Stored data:
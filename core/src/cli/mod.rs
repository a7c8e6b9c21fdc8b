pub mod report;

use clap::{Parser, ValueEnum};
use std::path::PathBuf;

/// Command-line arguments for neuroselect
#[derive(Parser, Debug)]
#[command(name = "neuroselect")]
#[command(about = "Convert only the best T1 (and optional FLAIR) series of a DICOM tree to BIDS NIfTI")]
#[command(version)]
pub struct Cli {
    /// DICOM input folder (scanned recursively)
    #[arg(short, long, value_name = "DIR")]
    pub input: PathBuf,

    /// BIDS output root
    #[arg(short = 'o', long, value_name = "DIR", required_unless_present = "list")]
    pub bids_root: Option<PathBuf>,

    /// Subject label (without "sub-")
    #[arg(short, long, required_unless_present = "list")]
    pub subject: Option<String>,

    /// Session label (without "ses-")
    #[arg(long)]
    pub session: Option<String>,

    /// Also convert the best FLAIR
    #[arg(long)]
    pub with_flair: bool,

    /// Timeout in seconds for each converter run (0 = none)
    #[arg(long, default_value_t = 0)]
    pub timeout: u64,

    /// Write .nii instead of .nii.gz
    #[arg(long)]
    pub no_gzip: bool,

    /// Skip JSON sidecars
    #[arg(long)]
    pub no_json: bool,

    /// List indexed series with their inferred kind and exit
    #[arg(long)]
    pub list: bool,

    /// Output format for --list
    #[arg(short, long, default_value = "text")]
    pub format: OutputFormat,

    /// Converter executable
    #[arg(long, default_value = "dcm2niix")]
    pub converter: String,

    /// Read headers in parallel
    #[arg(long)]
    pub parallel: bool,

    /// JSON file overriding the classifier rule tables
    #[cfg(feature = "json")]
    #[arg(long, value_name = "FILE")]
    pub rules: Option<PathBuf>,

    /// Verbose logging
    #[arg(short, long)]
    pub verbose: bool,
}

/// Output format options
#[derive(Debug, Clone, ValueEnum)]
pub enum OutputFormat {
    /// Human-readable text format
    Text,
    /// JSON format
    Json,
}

Brief: What lines in the data hold the word "DICOM"? Return them.

Response:
#[command(about = "Convert only the best T1 (and optional FLAIR) series of a DICOM tree to BIDS NIfTI")]
    /// DICOM input folder (scanned recursively)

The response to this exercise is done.